Reformfachgeschäfte, Lebensmittelhersteller, Landwirte, Bio-Bauern und betroffene Konsumentinnen und Konsumenten reichen heute beim Eidgenössischen Departement des Inneren zuhanden von Bundesrätin Ruth Dreifuss eine Verwaltungsbeschwerde gegen das Bundesamt für Gesundheit (BAG) und Monsanto (Schweiz) AG ein. Die Beschwerde verlangt, dass die vom BAG im Dezember erteilte Bewilligung für die Einfuhr und den Verkauf der vorsätzlich unter die normalen Sojabohnen gemischten genmanipulierten Soja in der Schweiz widerrufen wird. Die vom Bundesrat vergangene Woche beschlossene Abänderung der eindeutigen Deklarationsvorschriften als Übergangsregelung ist ebenfalls rechtswidrig und muss widerrufen werden. Diese Verwaltungsbeschwerde verhindert das Inkrafttreten der Gensoja-Bewilligung am 1. Februar 1997. Einen Entzug der aufschiebenden Wirkung werden die Organisationen notfalls bis vor Bundesgericht anfechten.
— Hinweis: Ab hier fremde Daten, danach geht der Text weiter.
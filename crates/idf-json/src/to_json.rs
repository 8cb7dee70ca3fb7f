// Dweve IDF - Input Data File toolkit
//
// Copyright (c) 2025 Dweve IP B.V. and individual contributors.
//
// SPDX-License-Identifier: Apache-2.0
//
// Licensed under the Apache License, Version 2.0 (the "License");
// you may not use this file except in compliance with the License.
// You may obtain a copy of the License in the LICENSE file at the
// root of this repository or at: http://www.apache.org/licenses/LICENSE-2.0
//
// Unless required by applicable law or agreed to in writing, software
// distributed under the License is distributed on an "AS IS" BASIS,
// WITHOUT WARRANTIES OR CONDITIONS OF ANY KIND, either express or implied.
// See the License for the specific language governing permissions and
// limitations under the License.

//! Document to epJSON conversion

use crate::error::JsonConversionError;
use crate::from_json::IDF_ORDER_KEY;
use idf_core::{Document, FieldMap, Scalar, Schema};
use serde_json::{Map, Number, Value as JsonValue};

/// Configuration for epJSON output
#[derive(Debug, Clone)]
pub struct ToJsonConfig {
    /// Record each instance's position as `idf_order`
    pub include_idf_order: bool,
    /// Pretty-print the output text
    pub pretty: bool,
}

impl Default for ToJsonConfig {
    fn default() -> Self {
        Self {
            include_idf_order: true,
            pretty: true,
        }
    }
}

/// Convert a document to epJSON text.
pub fn to_json(
    document: &Document,
    schema: &Schema,
    config: &ToJsonConfig,
) -> Result<String, JsonConversionError> {
    let value = to_json_value(document, schema, config)?;
    let text = if config.pretty {
        serde_json::to_string_pretty(&value)?
    } else {
        serde_json::to_string(&value)?
    };
    Ok(text)
}

/// Convert a document to an epJSON value.
///
/// Every object type must be in `schema`, which supplies the key the
/// repeating group is stored under.
pub fn to_json_value(
    document: &Document,
    schema: &Schema,
    config: &ToJsonConfig,
) -> Result<JsonValue, JsonConversionError> {
    let mut root = Map::with_capacity(document.object_types().count());
    let mut order = 0u64;

    for (type_name, instances) in document.object_types() {
        let object_type = schema
            .object_type(type_name)
            .ok_or_else(|| JsonConversionError::UnknownObjectType(type_name.clone()))?;

        let mut objects = Map::with_capacity(instances.len());
        for (name, instance) in instances {
            let mut body = fields_to_json(&instance.fields);

            if !instance.extensions.is_empty() {
                let key = object_type.extension_key().ok_or_else(|| {
                    JsonConversionError::InvalidValue {
                        object_type: type_name.clone(),
                        name: name.clone(),
                        field: "extensions".to_string(),
                        found: "array".to_string(),
                    }
                })?;
                let entries = instance
                    .extensions
                    .iter()
                    .map(|entry| JsonValue::Object(fields_to_json(entry)))
                    .collect();
                body.insert(key.to_string(), JsonValue::Array(entries));
            }

            if config.include_idf_order {
                order += 1;
                body.insert(IDF_ORDER_KEY.to_string(), JsonValue::from(order));
            }
            objects.insert(name.clone(), JsonValue::Object(body));
        }
        root.insert(type_name.clone(), JsonValue::Object(objects));
    }

    Ok(JsonValue::Object(root))
}

fn fields_to_json(fields: &FieldMap) -> Map<String, JsonValue> {
    fields
        .iter()
        .map(|(key, value)| (key.clone(), scalar_to_json(value)))
        .collect()
}

fn scalar_to_json(value: &Scalar) -> JsonValue {
    match value {
        Scalar::String(s) => JsonValue::String(s.clone()),
        Scalar::Integer(i) => JsonValue::Number(Number::from(*i)),
        Scalar::Real(r) => Number::from_f64(*r)
            .map(JsonValue::Number)
            .unwrap_or(JsonValue::Null),
    }
}
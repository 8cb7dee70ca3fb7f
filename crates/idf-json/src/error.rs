// Dweve IDF - Input Data File toolkit
//
// Copyright (c) 2025 Dweve IP B.V. and individual contributors.
//
// SPDX-License-Identifier: Apache-2.0
//
// Licensed under the Apache License, Version 2.0 (the "License");
// you may not use this file except in compliance with the License.
// You may obtain a copy of the License in the LICENSE file at the
// root of this repository or at: http://www.apache.org/licenses/LICENSE-2.0
//
// Unless required by applicable law or agreed to in writing, software
// distributed under the License is distributed on an "AS IS" BASIS,
// WITHOUT WARRANTIES OR CONDITIONS OF ANY KIND, either express or implied.
// See the License for the specific language governing permissions and
// limitations under the License.

//! Errors for epJSON conversion and schema loading.

use idf_core::{IdfError, IdfErrorKind};

/// Errors that can occur while loading a schema or converting epJSON.
#[derive(Debug, Clone, PartialEq, thiserror::Error)]
pub enum JsonConversionError {
    /// JSON parsing failed
    #[error("JSON parse error: {0}")]
    ParseError(String),

    /// Root value must be an object
    #[error("Root must be a JSON object, found {0}")]
    InvalidRoot(String),

    /// An object type must map instance names to objects
    #[error("Object type \"{object_type}\" must be a JSON object, found {found}")]
    InvalidObjectType { object_type: String, found: String },

    /// An instance must be a JSON object
    #[error("Instance \"{name}\" of \"{object_type}\" must be a JSON object, found {found}")]
    InvalidInstance {
        object_type: String,
        name: String,
        found: String,
    },

    /// A field value that has no IDF representation
    #[error("Field \"{field}\" in \"{object_type}\" instance \"{name}\" has unsupported value {found}")]
    InvalidValue {
        object_type: String,
        name: String,
        field: String,
        found: String,
    },

    /// Object type missing from the schema
    #[error("Object type \"{0}\" not found in schema")]
    UnknownObjectType(String),

    /// The schema document is malformed
    #[error("Invalid schema: {0}")]
    InvalidSchema(String),
}

impl From<serde_json::Error> for JsonConversionError {
    fn from(err: serde_json::Error) -> Self {
        JsonConversionError::ParseError(err.to_string())
    }
}

impl From<JsonConversionError> for IdfError {
    fn from(err: JsonConversionError) -> Self {
        let kind = match err {
            JsonConversionError::InvalidSchema(_) => IdfErrorKind::Schema,
            _ => IdfErrorKind::Conversion,
        };
        IdfError::new(kind, err.to_string(), 0)
    }
}

/// Short description of a JSON value's kind, for error messages.
pub(crate) fn kind_of(value: &serde_json::Value) -> &'static str {
    match value {
        serde_json::Value::Null => "null",
        serde_json::Value::Bool(_) => "boolean",
        serde_json::Value::Number(_) => "number",
        serde_json::Value::String(_) => "string",
        serde_json::Value::Array(_) => "array",
        serde_json::Value::Object(_) => "object",
    }
}

#[cfg(test)]
mod tests {
    use super::*;

    #[test]
    fn test_from_serde_error() {
        let err = serde_json::from_str::<serde_json::Value>("{").unwrap_err();
        let err: JsonConversionError = err.into();
        assert!(matches!(err, JsonConversionError::ParseError(_)));
    }

    #[test]
    fn test_into_idf_error() {
        let err: IdfError = JsonConversionError::InvalidSchema("no properties".into()).into();
        assert_eq!(err.kind, IdfErrorKind::Schema);
        assert!(err.message.contains("no properties"));

        let err: IdfError = JsonConversionError::UnknownObjectType("Zone".into()).into();
        assert_eq!(err.kind, IdfErrorKind::Conversion);
    }

    #[test]
    fn test_kind_of() {
        assert_eq!(kind_of(&serde_json::json!([1])), "array");
        assert_eq!(kind_of(&serde_json::json!(null)), "null");
    }
}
Bern. Das BAG hat die Bewilligung für Gentech-Soja erteilt, obwohl wesentliche Unterlagen nicht oder nur unvollständig eingereicht und gewisse Risiko-Untersuchungen nicht durchgeführt worden sind. Obschon beispielsweise bekannt ist, dass der Einsatz des Pflanzenvernichtungsmittels „Roundup“, gegen das die Gentech-Sojabohnen resistent gemacht wurden, in den Bohnen Östrogen-ähnliche Substanzen bildet, basieren die Gesuchsunterlagen von Monsanto auf Sojabohnen, die überhaupt nicht mit „Roundup“ behandelt wurden. Das Recht der Bürger auf eine freie Wahl ihrer Lebensmittel – so die Beschwerde weiter – wird durch die Praxis der erpresserischen Einführung dieser genmanipulierten Soja missachtet und verunmöglicht. Gegen ihren Willen werden die KonsumentInnen nun genötigt, genmanipulierte Nahrung zu kaufen. Reformfachgeschäfte, Lebensmittelhersteller und Bio-Läden, die auf naturreine und gentechfreie Nahrungsmittel angewiesen sind und ihre Betriebe auf die Wünsche einer wachsenden Zahl von KundInnen ausgerichtet haben, können mit der BAG-Zulassung keine gentechfreie Nahrungsmittel mehr garantieren. Das gleiche gilt für Landwirte und Bio-Bauern, die plötzlich nicht mehr wissen können, ob sie Ihre Tiere gentechfrei ernähren oder genmanipuliertes Futter eingekauft haben. Die vorsätzliche Vermischung und damit die Vereitelung klarer Deklaration erfüllt darüberhinaus den Tatbestand der Täuschung. Illegal und in eindeutigem Widerspruch zur schweizerischen Lebensmittelverordnung ist die Einrichtung einer Übergangsfrist für die Deklaration, die laut Gesetz auf der Verpackung angebracht werden müsste und nun auch auf Plakaten oder Hinweistafeln an den Verkaufsregalen möglich sein soll. Die Behauptung des Eidgenössischen Departements des Inneren, dass damit genmanipulierte Produkte für die Konsumentinnen und Konsumenten „leichter erkennbar“sein sollten, ist blanker Zynismus. Die BeschwerdeführeInnen und die sie unterstützenden Organisationen werden mit allen Ihnen zu Verfügung stehenden gewaltfreien Mitteln die Interessen von 76 % der Schweizer Bevölkerung vertreten, die keine genmanipulierten Nahrungsmittel wünschen.